After thriving in his musical studies, Schütz, bowing to family pressure, began to study law in Marburg. But during a visit, the landgrave urged Schütz to go to Venice and work with Giovanni Gabrieli, the famed composer and organist at St. Mark’s Basilica. With a stipend from the landgrave, Schütz spent three years there absorbing Italian musical styles and traditions, and would later return to work with Monteverdi. Eventually, Schütz was poached from the landgrave’s service and brought to the court in Dresden, where, despite the tumultuous times, he thrived as his fame and influence grew.

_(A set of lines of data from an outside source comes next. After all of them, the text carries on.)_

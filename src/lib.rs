//! # Schemorm
//!
//! Compiles entity schemas (OpenAPI / JSON-Schema documents extended with
//! `x-` keywords) into relational mapping artifacts: tables, columns,
//! foreign keys, relationships and association tables.
//!
//! ## Crates
//!
//! - [`schemorm_core`]: error type and the type vocabulary shared by all crates
//! - [`schemorm_ir`]: schema registry, `$ref`/`allOf` resolution, peek and
//!   per-property artifacts
//! - [`schemorm_mapping`]: foreign keys, back references, association tables
//!   and the compilation driver
//!
//! ## Usage
//!
//! ```rust,ignore
//! use schemorm::{CompilerConfig, compile_file};
//!
//! schemorm::init_logging();
//! let (compiled, _schemas) = compile_file("openapi.yaml", CompilerConfig::default())?;
//! for model in &compiled.models {
//!     println!("{} -> {}", model.name, model.tablename);
//! }
//! ```

use std::path::Path;

pub use schemorm_core as core;
pub use schemorm_ir as ir;
pub use schemorm_mapping as mapping;

pub use schemorm_core::{
    Cardinality, ColumnType, ErrorKind, PrimitiveType, ResultExt, SchemaError, SchemaResult,
};
pub use schemorm_ir::{ColumnArtifacts, RelationshipArtifacts, Schemas, resolve};
pub use schemorm_mapping::{
    AssociationTable, CompiledSchema, Compiler, CompilerConfig, ModelArtifacts,
};

/// Crate version
pub const VERSION: &str = env!("CARGO_PKG_VERSION");

/// Install a formatting subscriber honoring `RUST_LOG`, defaulting to `info`
///
/// Does nothing when a global subscriber is already set.
pub fn init_logging() {
    let filter = tracing_subscriber::EnvFilter::try_from_default_env()
        .unwrap_or_else(|_| tracing_subscriber::EnvFilter::new("info"));
    let _ = tracing_subscriber::fmt()
        .with_env_filter(filter)
        .with_target(false)
        .try_init();
}

/// Load a JSON or YAML document and compile its `components.schemas`
///
/// The document's path is used for remote references unless the
/// configuration names another one. Returns the compiled artifacts along
/// with the registry as rewritten by the compiler.
pub fn compile_file(
    path: impl AsRef<Path>,
    config: CompilerConfig,
) -> SchemaResult<(CompiledSchema, Schemas)> {
    let path = path.as_ref();
    let mut schemas = Schemas::load(path)?;
    tracing::info!(path = %path.display(), entities = schemas.len(), "loaded schema document");

    let compiled = Compiler::new(config).compile(&mut schemas)?;
    Ok((compiled, schemas))
}

// ============================================================================
// Prelude Module
// ============================================================================

/// Convenient re-exports for common usage
pub mod prelude {
    pub use crate::{
        Cardinality, ColumnArtifacts, ColumnType, CompiledSchema, Compiler, CompilerConfig,
        ModelArtifacts, RelationshipArtifacts, SchemaError, SchemaResult, Schemas,
        compile_file,
    };
}

// ============================================================================
// Tests
// ============================================================================
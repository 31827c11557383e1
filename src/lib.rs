// This Source Code Form is subject to the terms of the Mozilla Public
// License, v. 2.0. If a copy of the MPL was not distributed with this
// file, You can obtain one at https://mozilla.org/MPL/2.0/.

//! Asynchronous transaction engine for an IEEE 1394 OHCI 1.1 host
//! controller: issues quadlet/block read, write, and lock requests over the
//! AT DMA context, matches responses arriving on the AR DMA context, and
//! delivers results to callers with ordering and timeout guarantees.
//!
//! This crate owns the bus-protocol and hardware-FSM logic only. It is
//! built against the collaborator traits in [`hw`] -- MMIO register access,
//! DMA buffer allocation, a cooperative workloop, and response
//! transmission -- and carries no implementation of any of them; a host
//! integration supplies those and drives [`client::Client`] from its
//! interrupt/workloop handlers.

#![cfg_attr(not(test), no_std)]

cfg_if::cfg_if! {
    if #[cfg(test)] {
        extern crate std;
    }
}

pub mod ar;
pub mod borrow_cell;
pub mod client;
pub mod completion;
pub mod context;
pub mod descriptor;
pub mod dma;
pub mod error;
pub mod generation;
pub mod hw;
pub mod label;
pub mod manager;
pub mod ohci_regs;
pub mod packet;
pub mod router;
pub mod submitter;
pub mod trace;
pub mod transaction;

pub use client::{AsyncHandle, Client};
pub use error::{AsyncError, AsyncResult};
pub use transaction::{CompletionStrategy, MatchKey, NodeId, Outcome, TLabel, TransactionState};
// This Source Code Form is subject to the terms of the Mozilla Public
// License, v. 2.0. If a copy of the MPL was not distributed with this
// file, You can obtain one at https://mozilla.org/MPL/2.0/.

//! The command layer a host integration drives (spec §6): `Read`/`Write`/
//! `Lock`/`SendPhy` submission entry points, `CancelByGeneration`/
//! `CancelAll`, `PrepareTransactionContext`, and `GetCompletionQueue`, plus
//! the hardware-event entry points (`on_at_completion`/`on_ar_response`/
//! `on_timeout`/`on_self_id_complete`/`on_synthetic_bus_reset`) a workloop
//! calls as interrupts and timers fire. `Client` is the one object that
//! owns every piece the submitter and manager need -- labels, generation,
//! transaction slots, the AT-Request context, and its DMA slab -- so a host
//! integration has a single handle to construct and drive.

use crate::ar::BufferRing;
use crate::borrow_cell::BorrowCell;
use crate::completion::CompletionQueue;
use crate::context::AtContext;
use crate::descriptor::DescriptorRing;
use crate::dma::DmaSlab;
use crate::error::{AsyncError, AsyncResult};
use crate::generation::GenerationTracker;
use crate::hw::{ContextRegisters, IoFence, ResponseSender};
use crate::label::{LabelAllocator, MAX_LABELS};
use crate::manager::{ArResponse, AtCompletion, TransactionManager};
use crate::ohci_regs::TCode;
use crate::packet::LockOp;
use crate::router::{self, ResponseKind};
use crate::submitter::{self, RequestParams, TransactionContext};
use crate::transaction::{MatchKey, NodeId, Outcome, TLabel};

/// A submitted request's handle, per spec §6 (`Read`/`Write`/`Lock`
/// return an `AsyncHandle`). The label doubles as the handle, since it is
/// already the unique key into the transaction manager's slot array.
pub type AsyncHandle = TLabel;

/// Capacity of the completion queue returned by [`Client::completion_queue`].
/// Matches the transaction manager's 64 slots: in the worst case every slot
/// completes before anything drains the queue.
pub const COMPLETION_QUEUE_CAPACITY: usize = MAX_LABELS as usize;

/// Outcome of a completed transaction as handed to a client dispatch queue
/// (spec §5 "Client dispatch queue(s) consume completion-queue tokens"),
/// distinct from the immediate per-transaction `ResponseHandler` callback:
/// this is the record an external drain loop sees, not the same-stack
/// callback invoked on the workloop thread.
#[derive(Debug, Clone, Copy, PartialEq, Eq)]
pub enum CompletionStatus {
    Success,
    Error(AsyncError),
}

/// One completion-queue entry: the caller-supplied dispatch tag from
/// `RequestParams::handler_ctx`/the `handler_ctx` parameter below, plus the
/// outcome. No payload bytes travel through this queue -- a terminal
/// `Outcome::Success` payload is only valid for the duration of the
/// `ResponseHandler` callback that already ran, so a queue of `Copy` tokens
/// carries a status, not the borrowed bytes.
#[derive(Debug, Clone, Copy, PartialEq, Eq)]
pub struct CompletionToken {
    pub handler_ctx: u32,
    pub status: CompletionStatus,
}

static COMPLETION_QUEUE: BorrowCell<CompletionQueue<CompletionToken, COMPLETION_QUEUE_CAPACITY>> =
    BorrowCell::new(CompletionQueue::new());

/// The `ResponseHandler` every `Client` submission registers: pushes a
/// [`CompletionToken`] onto the single process-wide completion queue rather
/// than doing any per-caller dispatch itself, since `ResponseHandler` is a
/// plain function pointer with no captured state (spec §3: "enough for a
/// client layer to dispatch... without capturing environment").
fn enqueue_completion(handler_ctx: u32, outcome: Outcome<'_>) {
    let status = match outcome {
        Outcome::Success { .. } => CompletionStatus::Success,
        Outcome::Error(e) => CompletionStatus::Error(e),
    };
    let mut queue = COMPLETION_QUEUE.borrow_mut();
    queue.push(CompletionToken { handler_ctx, status });
}

/// Owns every collaborator the submission and completion pipelines need for
/// one AT-Request context: the label allocator, generation tracker,
/// transaction manager, AT context FSM, its backing DMA slab, and the
/// AR-Request/AR-Response buffer-fill rings (spec §4.6). `AR_N`/`AR_SIZE`
/// are shared by both AR rings for simplicity -- a host with asymmetric
/// request/response traffic can still round each up to the same buffer
/// count and size without losing correctness, just some buffer memory.
pub struct Client<
    R: ContextRegisters,
    F: IoFence,
    const N: usize,
    const SIZE: usize,
    const AR_N: usize,
    const AR_SIZE: usize,
> {
    labels: LabelAllocator,
    generation: GenerationTracker,
    manager: TransactionManager,
    at_request: AtContext<R, F, N>,
    slab: DmaSlab<SIZE>,
    ar_request: BufferRing<AR_N, AR_SIZE>,
    ar_response: BufferRing<AR_N, AR_SIZE>,
}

Schütz’s development can be seen as a lifelong attempt to reconcile the Italian style — steeped in lyricism, multipart madrigals and grand concerted forces with antiphonal choruses and ensembles — and the German one, which favored leaner sound and contrapuntal textures.

Nursing my disappointment over the Tenet concert cancellation, I’ve been on a binge of Schütz recordings. The influence of Italian style runs through the “Psalmen Davids,” settings of some two dozen psalms for small chorus and instruments, including brass. Scholars have described these early works as almost a résumé of Schütz’s achievements to date. Though their overall character is reverent and restrained, the antiphonal back-and-forth between small choirs of voices and various batteries of instruments seems unabashedly Venetian.

I love the setting of Psalm 150, which calls to praise God with dancing and the sounds of trumpets, harps and cymbals. Stravinsky set the same text as the final movement of “Symphony of Psalms”; Schütz’s version seems just as fresh and startling.

In 1990, conductor Craig Smith and the chorus of Emmanuel Music in Boston recorded a superb album of 21 Schütz motets. The roster of singers in the chorus included names of artists who were already having significant careers, including Jayne West, Mary Westbrook-Geha, Frank Kelley and the irreplaceable Lorraine Hunt (before her marriage to Peter Lieberson). It said much about the respect these singers had for Schütz that they so readily joined a chorus for ravishing, refined masterpieces like “Sicut Moses Serpentem in deserto Excalvit” and “Unser Wandel ist im Himmel.”

If Schütz isn’t a go-to name for the canon of Western classical music, it’s probably because he was squeezed out somewhat by his slightly earlier Italian contemporary Monteverdi. He has also been overshadowed by Bach, his German successor. Scholars say it’s difficult to specify how much Schütz’s work influenced Bach, but he undeniably forged paths that subsequent German composers followed.

Later in life, Schütz — who died in 1672, at 87 — composed three passions that anticipated those of Bach. These works are affectingly austere. The elegant, supple, quasi melodious recitatives for the Evangelist and Jesus are unaccompanied; the lucid choral writing is dramatic but understated. Tenor Peter Schreier, who died last year, recorded all three of the Evangelist roles with the Dresdner Kreuzchor choir, singing with radiant sound and aching sensitivity. I especially love the “St. Matthew Passion.”

I don’t think Bach would mind if, now and then, a performance of his own “St. Matthew Passion” were replaced with Schütz’s. I’d be there.